_Problem_. Please copy each line of the listing below in which the word "StaffColumns" appears.
(Material supplied Opens)
//! Purchase history and staff imports
//!
//! History files are queued and imported one at a time. Each file is
//! inserted in chunks of `chunk_size` rows; every chunk is committed on its
//! own and the task yields to the runtime before the next one, so a long
//! import never starves other work. A [`StopFlag`] is honored between files,
//! never inside one.

use std::io::Read;
use std::sync::atomic::{AtomicBool, Ordering};
use std::sync::Arc;

use sha2::{Digest, Sha256};
use tracing::{debug, info, warn};

use crate::classify::date_text;
use crate::config::{ColumnNames, StaffColumns};
use crate::db::Database;
use crate::error::{Error, Result};
use crate::models::HistoryRecord;
use crate::rows::{CsvSpreadsheetReader, RawRow, SpreadsheetReader};
use crate::staff::staff_from_rows;

/// Cooperative cancellation shared between the queue and its caller
#[derive(Debug, Clone, Default)]
pub struct StopFlag(Arc<AtomicBool>);

impl StopFlag {
    pub fn new() -> Self {
        Self::default()
    }

    /// Ask the queue to stop before its next file
    pub fn stop(&self) {
        self.0.store(true, Ordering::SeqCst);
    }

    pub fn is_stopped(&self) -> bool {
        self.0.load(Ordering::SeqCst)
    }
}

/// SHA-256 of file contents, hex encoded
pub fn content_hash(bytes: &[u8]) -> String {
    let mut hasher = Sha256::new();
    hasher.update(bytes);
    hex::encode(hasher.finalize())
}

/// CSV reader that keeps the sales export's identifier columns as text
pub fn sales_reader(columns: &ColumnNames) -> CsvSpreadsheetReader {
    CsvSpreadsheetReader::new().with_text_columns(columns.text_columns())
}

/// Convert sales rows into history records
///
/// Rows without a customer or item id carry nothing to match against and
/// are skipped. `store_name` overrides the store column when given.
pub fn history_records_from_rows(
    rows: &[RawRow],
    columns: &ColumnNames,
    store_name: Option<&str>,
) -> Vec<HistoryRecord> {
    let mut records = Vec::with_capacity(rows.len());
    let mut skipped = 0;

    for row in rows {
        let (Some(customer_id), Some(item_id)) =
            (row.text(&columns.customer_id), row.text(&columns.item_id))
        else {
            skipped += 1;
            continue;
        };

        records.push(HistoryRecord {
            customer_id,
            item_id,
            date: date_text(row.get(&columns.date)),
            quantity: row.number(&columns.quantity).unwrap_or(0.0).round() as i64,
            store_name: store_name
                .map(str::to_string)
                .or_else(|| row.text(&columns.store_name)),
            sales_person: row.text(&columns.sales_person),
            price: row.number(&columns.unit_price),
            unit: row.text(&columns.unit),
            item_name: row.text(&columns.item_name),
            amount: row.number(&columns.amount),
            category: row.text(&columns.category),
            points: row.number(&columns.points),
            ticket_no: row.text(&columns.ticket_no),
        });
    }

    if skipped > 0 {
        debug!("Skipped {} rows without customer or item id", skipped);
    }
    records
}

/// A file waiting in the import queue
#[derive(Debug, Clone)]
pub struct ImportFile {
    pub name: String,
    pub bytes: Vec<u8>,
    /// Store to file the rows under; falls back to the store column
    pub store_name: Option<String>,
}

/// Progress reported after every committed chunk
#[derive(Debug, Clone, PartialEq, Eq)]
pub struct ImportProgress {
    /// Zero-based position of the file in the queue
    pub file_index: usize,
    pub file_count: usize,
    pub file_name: String,
    pub rows_done: usize,
    pub rows_total: usize,
}

/// Result for one imported file
#[derive(Debug, Clone, PartialEq, Eq)]
pub struct FileOutcome {
    pub name: String,
    pub session_id: i64,
    pub rows_inserted: usize,
    /// Earlier completed import of identical content, if any
    pub duplicate_of: Option<i64>,
}

#[derive(Debug, Clone, Default, PartialEq, Eq)]
pub struct ImportSummary {
    pub files: Vec<FileOutcome>,
    /// Whether the stop flag ended the queue early
    pub stopped: bool,
    /// Files abandoned because of the stop flag
    pub abandoned: usize,
}

impl ImportSummary {
    pub fn rows_inserted(&self) -> usize {
        self.files.iter().map(|f| f.rows_inserted).sum()
    }
}

type ProgressFn<'a> = Box<dyn FnMut(&ImportProgress) + 'a>;

/// Sequential, chunked history import
pub struct ImportQueue<'a> {
    db: &'a Database,
    reader: &'a dyn SpreadsheetReader,
    columns: &'a ColumnNames,
    chunk_size: usize,
    stop: StopFlag,
    progress: Option<ProgressFn<'a>>,
}

impl<'a> ImportQueue<'a> {
    pub fn new(
        db: &'a Database,
        reader: &'a dyn SpreadsheetReader,
        columns: &'a ColumnNames,
        chunk_size: usize,
    ) -> Self {
        Self {
            db,
            reader,
            columns,
            chunk_size: chunk_size.max(1),
            stop: StopFlag::new(),
            progress: None,
        }
    }

    pub fn with_stop_flag(mut self, stop: StopFlag) -> Self {
        self.stop = stop;
        self
    }

    pub fn on_progress(mut self, callback: impl FnMut(&ImportProgress) + 'a) -> Self {
        self.progress = Some(Box::new(callback));
        self
    }

    /// Import every file in order
    ///
    /// A failing file is marked failed and aborts the queue with its error;
    /// chunks committed before the failure stay in the store.
    pub async fn run(&mut self, files: Vec<ImportFile>) -> Result<ImportSummary> {
        let mut summary = ImportSummary::default();
        let file_count = files.len();

        for (index, file) in files.into_iter().enumerate() {
            if self.stop.is_stopped() {
                summary.stopped = true;
                summary.abandoned = file_count - index;
                info!("Import stopped; {} files not started", summary.abandoned);
                break;
            }
            let outcome = self.import_file(index, file_count, file).await?;
            summary.files.push(outcome);
        }

        info!(
            "Imported {} rows from {} files",
            summary.rows_inserted(),
            summary.files.len()
        );
        Ok(summary)
    }

    async fn import_file(
        &mut self,
        index: usize,
        file_count: usize,
        file: ImportFile,
    ) -> Result<FileOutcome> {
        let hash = content_hash(&file.bytes);
        let duplicate_of = self
            .db
            .find_import_session_by_hash(&hash)?
            .map(|session| session.id);
        if let Some(id) = duplicate_of {
            warn!(
                "{} has the same content as import #{}; importing again",
                file.name, id
            );
        }

        let session_id = self.db.create_import_session(
            Some(&file.name),
            &hash,
            file.store_name.as_deref(),
        )?;

        let mut inserted = 0;
        match self
            .insert_file(index, file_count, &file, &mut inserted)
            .await
        {
            Ok(()) => {
                self.db
                    .complete_import_session(session_id, inserted as i64)?;
            }
            Err(e) => {
                if let Err(log_err) =
                    self.db
                        .fail_import_session(session_id, inserted as i64, &e.to_string())
                {
                    warn!("Could not mark import #{} failed: {}", session_id, log_err);
                }
                return Err(e);
            }
        }

        Ok(FileOutcome {
            name: file.name,
            session_id,
            rows_inserted: inserted,
            duplicate_of,
        })
    }

    async fn insert_file(
        &mut self,
        index: usize,
        file_count: usize,
        file: &ImportFile,
        inserted: &mut usize,
    ) -> Result<()> {
        let rows = self
            .reader
            .read_rows(&mut file.bytes.as_slice())
            .map_err(|e| Error::Import(format!("{}: {}", file.name, e)))?;
        let records =
            history_records_from_rows(&rows, self.columns, file.store_name.as_deref());
        debug!("{}: {} history records", file.name, records.len());

        for chunk in records.chunks(self.chunk_size) {
            *inserted += self.db.insert_history_chunk(chunk)?;
            if let Some(progress) = self.progress.as_mut() {
                progress(&ImportProgress {
                    file_index: index,
                    file_count,
                    file_name: file.name.clone(),
                    rows_done: *inserted,
                    rows_total: records.len(),
                });
            }
            tokio::task::yield_now().await;
        }
        Ok(())
    }
}

/// Read a staff list and upsert every entry
pub fn import_staff(
    db: &Database,
    reader: &dyn SpreadsheetReader,
    input: &mut dyn Read,
    columns: &StaffColumns,
) -> Result<usize> {
    let rows = reader.read_rows(input)?;
    let staff = staff_from_rows(&rows, columns);
    let count = db.upsert_staff_batch(&staff)?;
    info!("Imported {} staff entries", count);
    Ok(count)
}

#[cfg(test)]
mod tests {
    use super::*;
    use crate::models::UNCLASSIFIED_STORE;

    fn sales_csv(rows: usize) -> Vec<u8> {
        let mut csv = String::from("會員編號,商品編號,銷售日期,數量,單價,點數,門市\n");
        for i in 0..rows {
            csv.push_str(&format!("C{:04},00{},1130301,1,100,5,\n", i % 50, i % 7));
        }
        csv.into_bytes()
    }

    fn file(name: &str, rows: usize, store: Option<&str>) -> ImportFile {
        ImportFile {
            name: name.to_string(),
            bytes: sales_csv(rows),
            store_name: store.map(str::to_string),
        }
    }

    #[test]
    fn test_content_hash() {
        assert_eq!(content_hash(b"abc"), content_hash(b"abc"));
        assert_ne!(content_hash(b"abc"), content_hash(b"abd"));
        assert_eq!(content_hash(b"").len(), 64);
    }

    #[test]
    fn test_history_records_from_rows() {
        let columns = ColumnNames::default();
        let rows = vec![
            RawRow::new()
                .with_text("會員編號", "C1")
                .with_text("商品編號", "00123")
                .with_text("銷售日期", "2024-03-05")
                .with_number("數量", 2.0)
                .with_text("門市", "中山店"),
            RawRow::new().with_text("商品編號", "1"),
        ];

        let records = history_records_from_rows(&rows, &columns, None);
        assert_eq!(records.len(), 1);
        assert_eq!(records[0].item_id, "00123");
        assert_eq!(records[0].date, "1130305");
        assert_eq!(records[0].quantity, 2);
        assert_eq!(records[0].store_name.as_deref(), Some("中山店"));

        let records = history_records_from_rows(&rows, &columns, Some("信義店"));
        assert_eq!(records[0].store_name.as_deref(), Some("信義店"));
    }

    #[tokio::test]
    async fn test_queue_imports_in_chunks() {
        let db = Database::in_memory().unwrap();
        let columns = ColumnNames::default();
        let reader = sales_reader(&columns);
        let mut chunks = Vec::new();

        let summary = {
            let mut queue =
                ImportQueue::new(&db, &reader, &columns, 40).on_progress(|p| chunks.push(p.rows_done));
            queue
                .run(vec![file("a.csv", 100, Some("中山店")), file("b.csv", 10, None)])
                .await
                .unwrap()
        };

        assert_eq!(summary.rows_inserted(), 110);
        assert!(!summary.stopped);
        assert_eq!(chunks, vec![40, 80, 100, 10]);
        assert_eq!(db.count_history().unwrap(), 110);

        let stats = db.history_stats_by_store().unwrap();
        assert_eq!(stats[0].store_name, "中山店");
        assert_eq!(stats[0].count, 100);
        assert_eq!(stats[1].store_name, UNCLASSIFIED_STORE);

        let sessions = db.list_import_sessions().unwrap();
        assert_eq!(sessions.len(), 2);
    }

    #[tokio::test]
    async fn test_duplicate_file_reported_and_imported() {
        let db = Database::in_memory().unwrap();
        let columns = ColumnNames::default();
        let reader = sales_reader(&columns);

        let mut queue = ImportQueue::new(&db, &reader, &columns, 2000);
        let first = queue.run(vec![file("a.csv", 5, None)]).await.unwrap();
        let second = queue.run(vec![file("a-copy.csv", 5, None)]).await.unwrap();

        assert_eq!(first.files[0].duplicate_of, None);
        assert_eq!(second.files[0].duplicate_of, Some(first.files[0].session_id));
        assert_eq!(db.count_history().unwrap(), 10);
    }

    #[tokio::test]
    async fn test_stop_flag_checked_between_files() {
        let db = Database::in_memory().unwrap();
        let columns = ColumnNames::default();
        let reader = sales_reader(&columns);
        let stop = StopFlag::new();
        let stopper = stop.clone();

        let summary = {
            let mut queue = ImportQueue::new(&db, &reader, &columns, 10)
                .with_stop_flag(stop)
                .on_progress(move |p| {
                    // request a stop while the first file is still running
                    if p.file_index == 0 {
                        stopper.stop();
                    }
                });
            queue
                .run(vec![
                    file("a.csv", 30, None),
                    file("b.csv", 30, None),
                    file("c.csv", 30, None),
                ])
                .await
                .unwrap()
        };

        // the running file finishes; the rest are abandoned
        assert!(summary.stopped);
        assert_eq!(summary.files.len(), 1);
        assert_eq!(summary.abandoned, 2);
        assert_eq!(db.count_history().unwrap(), 30);
    }

    #[tokio::test]
    async fn test_unreadable_file_marks_session_failed() {
        let db = Database::in_memory().unwrap();
        let columns = ColumnNames::default();
        let reader = sales_reader(&columns);

        let bad = ImportFile {
            name: "bad.csv".to_string(),
            bytes: b"\xff\xfe\x00not,utf8\n\xff,\xfe\n".to_vec(),
            store_name: None,
        };
        let mut queue = ImportQueue::new(&db, &reader, &columns, 10);
        let result = queue.run(vec![bad]).await;
        assert!(matches!(result, Err(Error::Import(_))));

        let sessions = db.list_import_sessions().unwrap();
        assert_eq!(sessions.len(), 1);
        assert!(sessions[0].error.is_some());
    }

    #[test]
    fn test_import_staff() {
        let db = Database::in_memory().unwrap();
        let columns = StaffColumns::default();
        let csv = "員工編號,姓名,職位\n001,王小明,門市\n002,林藥師,藥師\n";
        let reader = CsvSpreadsheetReader::new().with_text_columns(columns.text_columns());

        let count = import_staff(&db, &reader, &mut csv.as_bytes(), &columns).unwrap();
        assert_eq!(count, 2);
        assert_eq!(db.list_staff().unwrap()[0].id, "001");
    }
}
(Material supplied Closes)
_Output for this task_.
use crate::config::{ColumnNames, StaffColumns};
    columns: &StaffColumns,
        let columns = StaffColumns::default();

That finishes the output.